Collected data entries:
▼▼▼

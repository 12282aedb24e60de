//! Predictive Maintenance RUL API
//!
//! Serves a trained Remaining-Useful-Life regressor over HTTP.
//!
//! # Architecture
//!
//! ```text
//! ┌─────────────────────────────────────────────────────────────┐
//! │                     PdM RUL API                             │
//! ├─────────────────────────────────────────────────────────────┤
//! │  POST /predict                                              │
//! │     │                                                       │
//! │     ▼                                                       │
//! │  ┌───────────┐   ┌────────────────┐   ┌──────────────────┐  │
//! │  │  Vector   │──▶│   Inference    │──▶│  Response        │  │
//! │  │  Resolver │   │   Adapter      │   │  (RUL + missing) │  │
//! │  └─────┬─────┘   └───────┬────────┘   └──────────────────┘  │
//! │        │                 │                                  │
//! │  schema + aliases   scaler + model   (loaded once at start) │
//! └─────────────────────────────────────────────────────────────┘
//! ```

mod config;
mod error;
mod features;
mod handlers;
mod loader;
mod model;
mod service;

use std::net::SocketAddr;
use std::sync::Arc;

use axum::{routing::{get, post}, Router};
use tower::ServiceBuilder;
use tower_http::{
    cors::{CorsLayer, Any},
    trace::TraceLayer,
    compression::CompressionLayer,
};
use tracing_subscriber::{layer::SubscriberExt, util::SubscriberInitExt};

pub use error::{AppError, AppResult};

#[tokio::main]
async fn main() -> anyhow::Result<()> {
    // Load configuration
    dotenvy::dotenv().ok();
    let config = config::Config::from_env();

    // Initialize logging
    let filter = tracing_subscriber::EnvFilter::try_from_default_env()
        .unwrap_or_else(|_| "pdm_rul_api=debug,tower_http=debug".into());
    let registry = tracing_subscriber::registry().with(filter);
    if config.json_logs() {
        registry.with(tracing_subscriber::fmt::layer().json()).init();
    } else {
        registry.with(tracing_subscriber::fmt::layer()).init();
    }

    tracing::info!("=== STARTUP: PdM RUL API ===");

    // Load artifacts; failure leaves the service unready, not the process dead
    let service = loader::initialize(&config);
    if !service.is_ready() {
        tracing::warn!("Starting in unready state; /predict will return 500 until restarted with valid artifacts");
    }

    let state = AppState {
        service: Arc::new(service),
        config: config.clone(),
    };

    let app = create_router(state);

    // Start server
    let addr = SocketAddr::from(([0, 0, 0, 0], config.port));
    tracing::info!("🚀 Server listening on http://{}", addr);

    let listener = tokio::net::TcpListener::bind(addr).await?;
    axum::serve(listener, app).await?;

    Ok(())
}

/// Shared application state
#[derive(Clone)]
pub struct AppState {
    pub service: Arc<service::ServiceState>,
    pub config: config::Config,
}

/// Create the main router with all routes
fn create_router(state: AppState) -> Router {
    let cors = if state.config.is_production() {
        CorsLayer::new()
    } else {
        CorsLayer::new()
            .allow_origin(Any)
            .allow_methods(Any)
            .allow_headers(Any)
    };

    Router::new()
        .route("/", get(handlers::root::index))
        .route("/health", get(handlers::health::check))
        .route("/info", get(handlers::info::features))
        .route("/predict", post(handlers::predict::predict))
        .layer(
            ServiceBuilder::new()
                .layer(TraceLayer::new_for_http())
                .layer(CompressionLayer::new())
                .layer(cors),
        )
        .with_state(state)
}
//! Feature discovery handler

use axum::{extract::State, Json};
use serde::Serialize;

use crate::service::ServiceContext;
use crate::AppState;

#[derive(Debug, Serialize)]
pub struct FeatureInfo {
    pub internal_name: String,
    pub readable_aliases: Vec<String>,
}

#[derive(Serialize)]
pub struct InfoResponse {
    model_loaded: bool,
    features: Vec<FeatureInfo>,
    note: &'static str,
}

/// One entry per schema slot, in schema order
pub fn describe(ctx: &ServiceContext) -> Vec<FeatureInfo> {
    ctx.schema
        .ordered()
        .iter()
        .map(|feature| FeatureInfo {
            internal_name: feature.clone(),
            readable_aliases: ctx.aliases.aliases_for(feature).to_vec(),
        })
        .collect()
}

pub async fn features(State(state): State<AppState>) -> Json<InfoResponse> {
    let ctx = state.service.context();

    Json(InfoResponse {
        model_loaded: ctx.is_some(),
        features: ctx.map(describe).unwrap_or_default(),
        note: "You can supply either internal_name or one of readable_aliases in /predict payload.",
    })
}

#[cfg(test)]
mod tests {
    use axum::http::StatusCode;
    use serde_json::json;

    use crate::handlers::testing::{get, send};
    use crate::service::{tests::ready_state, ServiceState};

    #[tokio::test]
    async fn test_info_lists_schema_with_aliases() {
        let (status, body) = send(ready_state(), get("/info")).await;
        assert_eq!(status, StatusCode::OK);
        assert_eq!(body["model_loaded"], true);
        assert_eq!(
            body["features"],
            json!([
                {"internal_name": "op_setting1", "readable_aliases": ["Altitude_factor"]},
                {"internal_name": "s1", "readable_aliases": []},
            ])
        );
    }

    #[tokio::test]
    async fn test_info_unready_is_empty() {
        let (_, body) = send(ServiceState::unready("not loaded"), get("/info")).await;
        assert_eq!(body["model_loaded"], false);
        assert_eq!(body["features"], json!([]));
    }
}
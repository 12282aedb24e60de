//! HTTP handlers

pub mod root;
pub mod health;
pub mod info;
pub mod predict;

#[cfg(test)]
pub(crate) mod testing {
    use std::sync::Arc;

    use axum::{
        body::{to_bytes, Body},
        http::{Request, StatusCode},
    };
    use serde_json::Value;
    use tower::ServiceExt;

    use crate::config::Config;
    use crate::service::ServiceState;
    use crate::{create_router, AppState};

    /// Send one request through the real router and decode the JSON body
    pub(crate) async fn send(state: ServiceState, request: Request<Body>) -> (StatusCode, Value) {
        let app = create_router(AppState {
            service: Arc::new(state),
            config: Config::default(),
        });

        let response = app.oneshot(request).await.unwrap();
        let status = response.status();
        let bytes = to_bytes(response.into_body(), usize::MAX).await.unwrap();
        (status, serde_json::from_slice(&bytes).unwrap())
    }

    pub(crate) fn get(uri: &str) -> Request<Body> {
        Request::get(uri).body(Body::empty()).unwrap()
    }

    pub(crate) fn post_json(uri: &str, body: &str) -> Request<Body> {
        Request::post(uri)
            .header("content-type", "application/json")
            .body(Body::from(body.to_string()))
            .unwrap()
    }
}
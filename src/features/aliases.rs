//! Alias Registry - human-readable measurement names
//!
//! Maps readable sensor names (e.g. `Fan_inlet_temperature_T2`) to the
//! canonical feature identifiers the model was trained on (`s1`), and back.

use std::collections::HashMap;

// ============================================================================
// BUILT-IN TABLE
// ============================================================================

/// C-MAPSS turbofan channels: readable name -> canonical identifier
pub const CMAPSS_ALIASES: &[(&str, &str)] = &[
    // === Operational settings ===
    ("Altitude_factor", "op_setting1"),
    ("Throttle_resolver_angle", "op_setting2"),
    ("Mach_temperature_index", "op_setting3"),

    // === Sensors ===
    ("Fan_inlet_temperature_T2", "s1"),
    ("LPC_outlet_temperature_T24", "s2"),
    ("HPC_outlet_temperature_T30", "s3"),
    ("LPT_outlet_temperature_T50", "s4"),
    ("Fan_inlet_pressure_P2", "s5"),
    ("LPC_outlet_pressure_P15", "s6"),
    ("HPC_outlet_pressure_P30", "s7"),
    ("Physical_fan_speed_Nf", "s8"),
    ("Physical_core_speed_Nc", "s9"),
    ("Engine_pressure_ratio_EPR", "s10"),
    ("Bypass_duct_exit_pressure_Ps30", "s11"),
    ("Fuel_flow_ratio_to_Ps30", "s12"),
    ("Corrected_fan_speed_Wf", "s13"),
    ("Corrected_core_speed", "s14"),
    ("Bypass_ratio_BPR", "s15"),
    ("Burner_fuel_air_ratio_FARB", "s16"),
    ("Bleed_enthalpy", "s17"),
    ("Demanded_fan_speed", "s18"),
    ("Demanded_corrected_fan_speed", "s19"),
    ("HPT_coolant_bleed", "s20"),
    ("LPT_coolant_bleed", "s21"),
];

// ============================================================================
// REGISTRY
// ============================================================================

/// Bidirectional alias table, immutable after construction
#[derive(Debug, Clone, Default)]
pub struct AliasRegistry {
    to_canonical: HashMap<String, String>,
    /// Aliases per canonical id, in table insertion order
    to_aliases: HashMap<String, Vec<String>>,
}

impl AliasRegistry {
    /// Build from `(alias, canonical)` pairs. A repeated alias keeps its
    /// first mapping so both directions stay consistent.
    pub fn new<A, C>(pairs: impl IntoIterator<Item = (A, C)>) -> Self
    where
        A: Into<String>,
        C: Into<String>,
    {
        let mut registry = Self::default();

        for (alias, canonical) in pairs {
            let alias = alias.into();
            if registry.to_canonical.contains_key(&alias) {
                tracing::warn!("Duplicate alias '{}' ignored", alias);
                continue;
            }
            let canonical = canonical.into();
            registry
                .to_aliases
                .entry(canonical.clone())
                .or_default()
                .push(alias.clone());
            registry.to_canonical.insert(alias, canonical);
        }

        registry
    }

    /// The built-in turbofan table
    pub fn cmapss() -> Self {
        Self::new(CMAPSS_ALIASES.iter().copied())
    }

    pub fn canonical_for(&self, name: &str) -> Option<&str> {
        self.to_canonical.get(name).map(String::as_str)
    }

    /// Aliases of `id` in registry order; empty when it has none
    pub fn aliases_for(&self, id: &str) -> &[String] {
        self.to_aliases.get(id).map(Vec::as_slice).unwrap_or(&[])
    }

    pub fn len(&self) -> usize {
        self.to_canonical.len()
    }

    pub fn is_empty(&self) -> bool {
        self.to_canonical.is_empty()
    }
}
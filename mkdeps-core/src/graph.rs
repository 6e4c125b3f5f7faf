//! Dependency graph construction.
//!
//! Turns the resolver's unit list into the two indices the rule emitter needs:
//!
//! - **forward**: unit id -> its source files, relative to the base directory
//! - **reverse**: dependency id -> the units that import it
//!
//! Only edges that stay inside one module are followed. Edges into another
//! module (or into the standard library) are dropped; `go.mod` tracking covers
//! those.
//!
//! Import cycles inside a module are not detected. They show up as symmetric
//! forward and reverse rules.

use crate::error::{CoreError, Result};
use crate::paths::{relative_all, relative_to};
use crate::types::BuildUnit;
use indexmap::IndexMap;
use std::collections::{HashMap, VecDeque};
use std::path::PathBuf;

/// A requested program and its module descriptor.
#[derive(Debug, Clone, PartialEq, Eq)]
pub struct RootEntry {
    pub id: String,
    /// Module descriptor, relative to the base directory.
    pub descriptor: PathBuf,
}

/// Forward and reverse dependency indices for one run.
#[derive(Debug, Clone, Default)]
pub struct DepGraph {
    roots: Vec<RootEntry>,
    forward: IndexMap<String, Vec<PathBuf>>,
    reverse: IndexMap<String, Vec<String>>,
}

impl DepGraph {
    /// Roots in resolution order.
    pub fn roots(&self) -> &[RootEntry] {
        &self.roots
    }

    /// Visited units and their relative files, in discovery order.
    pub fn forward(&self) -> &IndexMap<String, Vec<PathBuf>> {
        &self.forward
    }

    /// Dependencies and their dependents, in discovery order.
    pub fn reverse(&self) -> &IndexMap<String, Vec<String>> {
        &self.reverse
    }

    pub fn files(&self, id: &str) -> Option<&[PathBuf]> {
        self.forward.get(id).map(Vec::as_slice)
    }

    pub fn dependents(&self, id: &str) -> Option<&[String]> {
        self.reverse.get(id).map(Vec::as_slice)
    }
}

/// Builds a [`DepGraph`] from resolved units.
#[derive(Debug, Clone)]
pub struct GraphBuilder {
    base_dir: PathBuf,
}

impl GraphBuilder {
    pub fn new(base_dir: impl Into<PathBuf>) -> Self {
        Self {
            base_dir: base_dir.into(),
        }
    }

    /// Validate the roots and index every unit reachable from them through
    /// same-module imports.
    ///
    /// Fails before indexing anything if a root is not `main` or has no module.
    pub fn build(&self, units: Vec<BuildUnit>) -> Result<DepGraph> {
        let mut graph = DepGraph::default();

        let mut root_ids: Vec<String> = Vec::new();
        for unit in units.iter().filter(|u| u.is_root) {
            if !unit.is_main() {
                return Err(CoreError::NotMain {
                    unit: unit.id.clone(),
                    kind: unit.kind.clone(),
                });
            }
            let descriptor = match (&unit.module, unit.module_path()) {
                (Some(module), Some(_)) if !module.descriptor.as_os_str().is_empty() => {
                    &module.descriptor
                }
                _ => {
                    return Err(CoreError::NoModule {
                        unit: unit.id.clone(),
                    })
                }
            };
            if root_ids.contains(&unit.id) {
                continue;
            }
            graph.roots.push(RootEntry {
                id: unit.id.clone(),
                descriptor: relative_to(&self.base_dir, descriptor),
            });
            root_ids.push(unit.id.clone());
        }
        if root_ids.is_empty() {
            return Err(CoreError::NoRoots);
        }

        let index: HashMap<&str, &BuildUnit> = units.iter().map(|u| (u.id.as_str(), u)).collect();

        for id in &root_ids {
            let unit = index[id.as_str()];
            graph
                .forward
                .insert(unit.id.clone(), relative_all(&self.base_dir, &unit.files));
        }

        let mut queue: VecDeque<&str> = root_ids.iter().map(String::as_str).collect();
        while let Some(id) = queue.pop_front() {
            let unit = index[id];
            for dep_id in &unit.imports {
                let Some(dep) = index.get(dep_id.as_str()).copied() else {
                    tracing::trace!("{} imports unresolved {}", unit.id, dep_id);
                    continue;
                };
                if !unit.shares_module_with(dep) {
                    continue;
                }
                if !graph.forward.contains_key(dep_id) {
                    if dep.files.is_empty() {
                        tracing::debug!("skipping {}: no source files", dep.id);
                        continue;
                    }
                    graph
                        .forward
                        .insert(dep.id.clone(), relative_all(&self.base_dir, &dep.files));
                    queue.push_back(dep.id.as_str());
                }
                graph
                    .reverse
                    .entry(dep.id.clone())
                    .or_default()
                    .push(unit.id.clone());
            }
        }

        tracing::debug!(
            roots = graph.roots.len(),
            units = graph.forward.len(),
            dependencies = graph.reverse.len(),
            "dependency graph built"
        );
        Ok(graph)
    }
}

▲▲▲

Copy out, word for word, the part of the entries above that begins at the line with "files, relative to the base directory" and ends at the line with "use std::path::PathBuf;", including both.

//! - **forward**: unit id -> its source files, relative to the base directory
//! - **reverse**: dependency id -> the units that import it
//!
//! Only edges that stay inside one module are followed. Edges into another
//! module (or into the standard library) are dropped; `go.mod` tracking covers
//! those.
//!
//! Import cycles inside a module are not detected. They show up as symmetric
//! forward and reverse rules.

use crate::error::{CoreError, Result};
use crate::paths::{relative_all, relative_to};
use crate::types::BuildUnit;
use indexmap::IndexMap;
use std::collections::{HashMap, VecDeque};
use std::path::PathBuf;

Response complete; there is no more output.